5. The intervention should be swift and should produce a new State of Chittagong in the Indian Subcontinent.
6. After that India should use maximum weight to cower BD to get rid of its hostile attitude towards India.
Disclaimer:/ Take the feasibility of the above approach with a heavy bucket of salt.
Again, it does not need to go this way. BD should just change its deep-seated paranoia of India and inferiority-complex, where any concession to India is considered, as if they are selling off the country, and they think hostility can provide a suitable shield for their weakness. Indian establishment needs to enlist some segments of political players like Awami League, etc. who are willing to break with hostility and show the rest of the BD, that the sky does not come down, if one cooperates with India.
Seems to me that the only way India is going to have a legitimate reason to be involved in whatever "negotiations" Myanmar and BD hold in the future (involving the chinese) by starting our own little "disagreement" w.r.t. maritime boundaries with BD. Now, BD has a conflict with both large neighbours, and even if China can ask Myanmar to back down, it cannot do that to India -- any exhibition of "we are the big dog here" would be undercut. Such a "maritime disagreement" also opens the door for India to say at some point in the future that "all India, BD and Myanmar states need to sit down and iron this out, possibly forming a coalition to help each other exploit the resources in the region or some such". The biggest danger in all that you mention is India being kept out by both BD and Myanmar
If we start a 'maritime disagreement' with BD, it would most probably be in the west, while 'maritime disagreement' with Myanmar is in the east. It will be a bit difficult to pursue both disagreements as a single issue to be solved jointly by all three parties involved.
Secondly China is getting involved here through a proxy, Myanmar, while we would be getting involved directly. The method of resolving such conflicts are different. As positions of the parties become intransigent, each party being greedy (strategic reasons, or mineral wealth, or transit routes, etc), the weaker party (BD) tries to look for help from outside (China), which can help influence the other party (Myanmar) to back down.

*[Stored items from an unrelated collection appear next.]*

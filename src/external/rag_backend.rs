// ABOUTME: HTTP client for the Python RAG backend with typed transport failures
// ABOUTME: Sends one request per call and decodes the reply body as JSON, null, or malformed
//
// SPDX-License-Identifier: MIT OR Apache-2.0
// Copyright (c) 2025 Pierre Fitness Intelligence

//! # Python RAG Backend Client
//!
//! Thin wrapper over a pooled `reqwest::Client`. Each call performs exactly one
//! outbound request with no retry. Transport failures are classified here, at
//! the HTTP layer, into [`BackendError`] variants so callers never inspect
//! error strings to decide whether the backend is running.

use crate::config::BackendConfig;
use crate::constants::limits;
use reqwest::{Client, ClientBuilder, StatusCode};
use serde_json::Value;
use std::error::Error as StdError;
use std::io;
use thiserror::Error;
use tracing::{debug, instrument};

/// Transport-level failure talking to the backend
#[derive(Debug, Error)]
pub enum BackendError {
    /// Nothing is listening at the configured address
    #[error("connection refused by RAG backend at {url}")]
    ConnectionRefused {
        /// Target URL of the failed request
        url: String,
        /// Underlying client error
        #[source]
        source: reqwest::Error,
    },

    /// The request exceeded the configured timeout
    #[error("request to RAG backend at {url} timed out")]
    Timeout {
        /// Target URL of the failed request
        url: String,
    },

    /// Any other failure while sending or reading the response
    #[error("request to RAG backend at {url} failed: {source}")]
    Request {
        /// Target URL of the failed request
        url: String,
        /// Underlying client error
        #[source]
        source: reqwest::Error,
    },

    /// The target URL could not be constructed
    #[error("invalid RAG backend URL {url}: {reason}")]
    InvalidUrl {
        /// The URL that failed to parse
        url: String,
        /// Parser message
        reason: String,
    },

    /// The underlying HTTP client could not be created
    #[error("failed to build HTTP client: {0}")]
    Build(#[source] reqwest::Error),
}

impl BackendError {
    /// Classify a `reqwest` failure for the given target URL
    #[must_use]
    pub fn from_reqwest(url: &str, source: reqwest::Error) -> Self {
        if source.is_timeout() {
            Self::Timeout {
                url: url.to_owned(),
            }
        } else if is_connection_refused(&source) {
            Self::ConnectionRefused {
                url: url.to_owned(),
                source,
            }
        } else {
            Self::Request {
                url: url.to_owned(),
                source,
            }
        }
    }
}

/// Whether a client error means nothing accepted the TCP connection
///
/// A connect timeout also reports `is_connect()`; it is not a refusal.
fn is_connection_refused(error: &reqwest::Error) -> bool {
    if error.is_timeout() {
        return false;
    }
    if error.is_connect() {
        return true;
    }
    let mut source = error.source();
    while let Some(cause) = source {
        if let Some(io_error) = cause.downcast_ref::<io::Error>() {
            if io_error.kind() == io::ErrorKind::ConnectionRefused {
                return true;
            }
        }
        source = cause.source();
    }
    false
}

/// Decoded response body
#[derive(Debug, Clone, PartialEq)]
pub enum BackendBody {
    /// Body parsed as JSON; an empty body decodes to `Value::Null`
    Json(Value),
    /// Body was present but not JSON
    Malformed {
        /// Leading characters of the body for diagnostics
        snippet: String,
        /// Parser message
        reason: String,
    },
}

impl BackendBody {
    /// Decode raw body text
    #[must_use]
    pub fn decode(text: &str) -> Self {
        if text.trim().is_empty() {
            return Self::Json(Value::Null);
        }
        match serde_json::from_str(text) {
            Ok(value) => Self::Json(value),
            Err(e) => Self::Malformed {
                snippet: text
                    .chars()
                    .take(limits::MALFORMED_BODY_SNIPPET_CHARS)
                    .collect(),
                reason: e.to_string(),
            },
        }
    }
}

/// One backend response: status plus decoded body
#[derive(Debug, Clone)]
pub struct BackendReply {
    /// Upstream HTTP status
    pub status: StatusCode,
    /// Decoded body
    pub body: BackendBody,
}

/// Client for the Python RAG backend
#[derive(Debug, Clone)]
pub struct RagBackendClient {
    client: Client,
    base_url: String,
}

impl RagBackendClient {
    /// Create a client from backend configuration
    ///
    /// # Errors
    ///
    /// Returns [`BackendError::Build`] if the TLS backend cannot initialize
    pub fn new(config: &BackendConfig) -> Result<Self, BackendError> {
        let mut builder = ClientBuilder::new();
        if let Some(timeout) = config.request_timeout {
            builder = builder.timeout(timeout);
        }
        if let Some(connect_timeout) = config.connect_timeout {
            builder = builder.connect_timeout(connect_timeout);
        }
        let client = builder.build().map_err(BackendError::Build)?;

        Ok(Self {
            client,
            base_url: config.base_url_str().to_owned(),
        })
    }

    /// Configured base URL without trailing slash
    #[must_use]
    pub fn base_url(&self) -> &str {
        &self.base_url
    }

    /// Build the full target URL for a backend path and optional raw query string
    #[must_use]
    pub fn url_for(&self, path: &str, query: Option<&str>) -> String {
        match query.filter(|q| !q.is_empty()) {
            Some(q) => format!("{}{path}?{q}", self.base_url),
            None => format!("{}{path}", self.base_url),
        }
    }

    /// Send a GET request
    ///
    /// # Errors
    ///
    /// Returns a [`BackendError`] when the request cannot be completed
    #[instrument(skip(self), fields(backend.url = %self.base_url))]
    pub async fn get(&self, path: &str, query: Option<&str>) -> Result<BackendReply, BackendError> {
        let url = self.url_for(path, query);
        let response = self
            .client
            .get(&url)
            .header(http::header::ACCEPT, "application/json")
            .send()
            .await
            .map_err(|e| BackendError::from_reqwest(&url, e))?;
        Self::read_reply(&url, response).await
    }

    /// Send a GET request with typed query parameters
    ///
    /// # Errors
    ///
    /// Returns a [`BackendError`] when the request cannot be completed
    #[instrument(skip(self, params), fields(backend.url = %self.base_url))]
    pub async fn get_with_params(
        &self,
        path: &str,
        params: &[(&str, &str)],
    ) -> Result<BackendReply, BackendError> {
        let raw = self.url_for(path, None);
        let url = reqwest::Url::parse_with_params(&raw, params).map_err(|e| {
            BackendError::InvalidUrl {
                url: raw.clone(),
                reason: e.to_string(),
            }
        })?;
        let response = self
            .client
            .get(url.clone())
            .header(http::header::ACCEPT, "application/json")
            .send()
            .await
            .map_err(|e| BackendError::from_reqwest(url.as_str(), e))?;
        Self::read_reply(url.as_str(), response).await
    }

    /// Send a POST request with a JSON body
    ///
    /// # Errors
    ///
    /// Returns a [`BackendError`] when the request cannot be completed
    #[instrument(skip(self, body), fields(backend.url = %self.base_url))]
    pub async fn post_json(&self, path: &str, body: &Value) -> Result<BackendReply, BackendError> {
        let url = self.url_for(path, None);
        let response = self
            .client
            .post(&url)
            .header(http::header::ACCEPT, "application/json")
            .json(body)
            .send()
            .await
            .map_err(|e| BackendError::from_reqwest(&url, e))?;
        Self::read_reply(&url, response).await
    }

    async fn read_reply(
        url: &str,
        response: reqwest::Response,
    ) -> Result<BackendReply, BackendError> {
        let status = response.status();
        let text = response
            .text()
            .await
            .map_err(|e| BackendError::from_reqwest(url, e))?;
        debug!(%status, bytes = text.len(), "RAG backend replied");
        Ok(BackendReply {
            status,
            body: BackendBody::decode(&text),
        })
    }
}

In case of India, BD too would look for another outside party which is stronger than the one (India) causing disagreement, which means even for that they would look up to China. China does not have influence over India, so that does not solve the problem for Bangladesh, but if Bangladesh is sufficiently afraid of India, they would be willing to become a protectorate of China, where China can put up its naval bases, etc. Should India then attack BD (on being provoked), then it becomes a case of India attacking China's vital interests, and the conflict can expand to all our borders in the North East.

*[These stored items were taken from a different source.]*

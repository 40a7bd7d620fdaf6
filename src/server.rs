// ABOUTME: HTTP server assembly and lifecycle for the RAG ChatKit proxy
// ABOUTME: Merges route groups, applies tracing/request-id/CORS layers, and serves with graceful shutdown
//
// SPDX-License-Identifier: MIT OR Apache-2.0
// Copyright (c) 2025 Pierre Fitness Intelligence

//! Proxy server
//!
//! [`build_router`] is separate from [`run`] so integration tests can drive the
//! full middleware stack with `tower::ServiceExt::oneshot` without binding a
//! socket.

use crate::config::ServerConfig;
use crate::middleware::{
    make_request_span, propagate_request_id_layer, set_request_id_layer, setup_cors,
};
use crate::resources::ProxyResources;
use crate::routes::{HealthRoutes, RagChatKitRoutes, RagChatRoutes};
use anyhow::{Context, Result};
use axum::{body::Body, Router};
use std::sync::Arc;
use tokio::net::TcpListener;
use tower_http::trace::TraceLayer;
use tracing::{info, warn};

/// Build the complete application router
///
/// Layers are applied outermost-last: request ids are assigned before the
/// trace span is created, and propagated back onto every response.
pub fn build_router(resources: &Arc<ProxyResources>, config: &ServerConfig) -> Router {
    Router::new()
        .merge(HealthRoutes::routes(Arc::clone(resources)))
        .merge(RagChatKitRoutes::routes(Arc::clone(resources)))
        .merge(RagChatRoutes::routes(Arc::clone(resources)))
        .layer(propagate_request_id_layer())
        .layer(TraceLayer::new_for_http().make_span_with(make_request_span::<Body>))
        .layer(set_request_id_layer())
        .layer(setup_cors(&config.cors))
}

/// Bind the configured address and serve until a shutdown signal arrives
///
/// # Errors
///
/// Returns an error if the backend client cannot be built, the address cannot
/// be bound, or the server fails while running
pub async fn run(config: ServerConfig) -> Result<()> {
    let resources = Arc::new(
        ProxyResources::new(&config).context("Failed to initialize RAG backend client")?,
    );
    let app = build_router(&resources, &config);

    let listener = TcpListener::bind((config.host.as_str(), config.http_port))
        .await
        .with_context(|| format!("Failed to bind {}:{}", config.host, config.http_port))?;
    let local_addr = listener
        .local_addr()
        .context("Failed to read bound listener address")?;

    info!(
        address = %local_addr,
        backend_url = %config.backend.base_url_str(),
        "RAG ChatKit proxy listening"
    );

    axum::serve(listener, app)
        .with_graceful_shutdown(shutdown_signal())
        .await
        .context("HTTP server terminated unexpectedly")?;

    info!("RAG ChatKit proxy stopped");
    Ok(())
}

async fn shutdown_signal() {
    let ctrl_c = async {
        if let Err(e) = tokio::signal::ctrl_c().await {
            warn!("Failed to install Ctrl+C handler: {e}");
            std::future::pending::<()>().await;
        }
    };

    #[cfg(unix)]
    let terminate = async {
        match tokio::signal::unix::signal(tokio::signal::unix::SignalKind::terminate()) {
            Ok(mut signal) => {
                signal.recv().await;
            }
            Err(e) => {
                warn!("Failed to install SIGTERM handler: {e}");
                std::future::pending::<()>().await;
            }
        }
    };

    #[cfg(not(unix))]
    let terminate = std::future::pending::<()>();

    tokio::select! {
        () = ctrl_c => info!("Received Ctrl+C, shutting down"),
        () = terminate => info!("Received SIGTERM, shutting down"),
    }
}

---this "disagreement" with BD also gives India a card it can offer as a concession down the line (by removing the "disagreement" -- basically taking a leaf out of the chinese playbook for sikkim/AP by creating a problem and "solving" it at one's leisure when the circumstances work out right or in exchange for a more valuable card down the line, when some current card loses value).
India already has a couple of open issues with Bangladesh, most notably the river water distribution issue. I am not disinclined against having even more pressure points, as long as those pressure points are seen as resolvable issues, and which cause a certain rancor but do not put BD in such a panic mode, that it runs into the open arms of China to serve as its minion.
If BD decides to have a pakistan like attitude, India needs to invade BD and wipe out all the pro-pakistani people who are currently controlling BD (the ex-razakar crowd) -- India made the mistake of not taking these people out in 1971 and they killed all BD leaders ruthlessly with Pakistani guidance and support. 30 years later the razakars are back to controlling the country. This trend needs to be stopped before it gets any worse and a harder problem to solve for future Indian govts.
These people need to be fought from inside the country. The least India can do, is financially support the making of documentaries and feature films which try to reproduce the situation prior to 1971 and the politics of treason that followed. One could make films on Ayub Khan, Mukti Bahini, Mujibur Rahman, Ziaur Rahman and others. I personally don't know of any feature films which portray the Bangladesh Independence. Some epic like 'Gandhi' of Richard Attenborough comes to mind. After all, it was also a victory for India. If the film(s) is well-researched and well-depicted, it can make an impression on the Bangladeshis. At the moment, I lack the $60 million need for the film.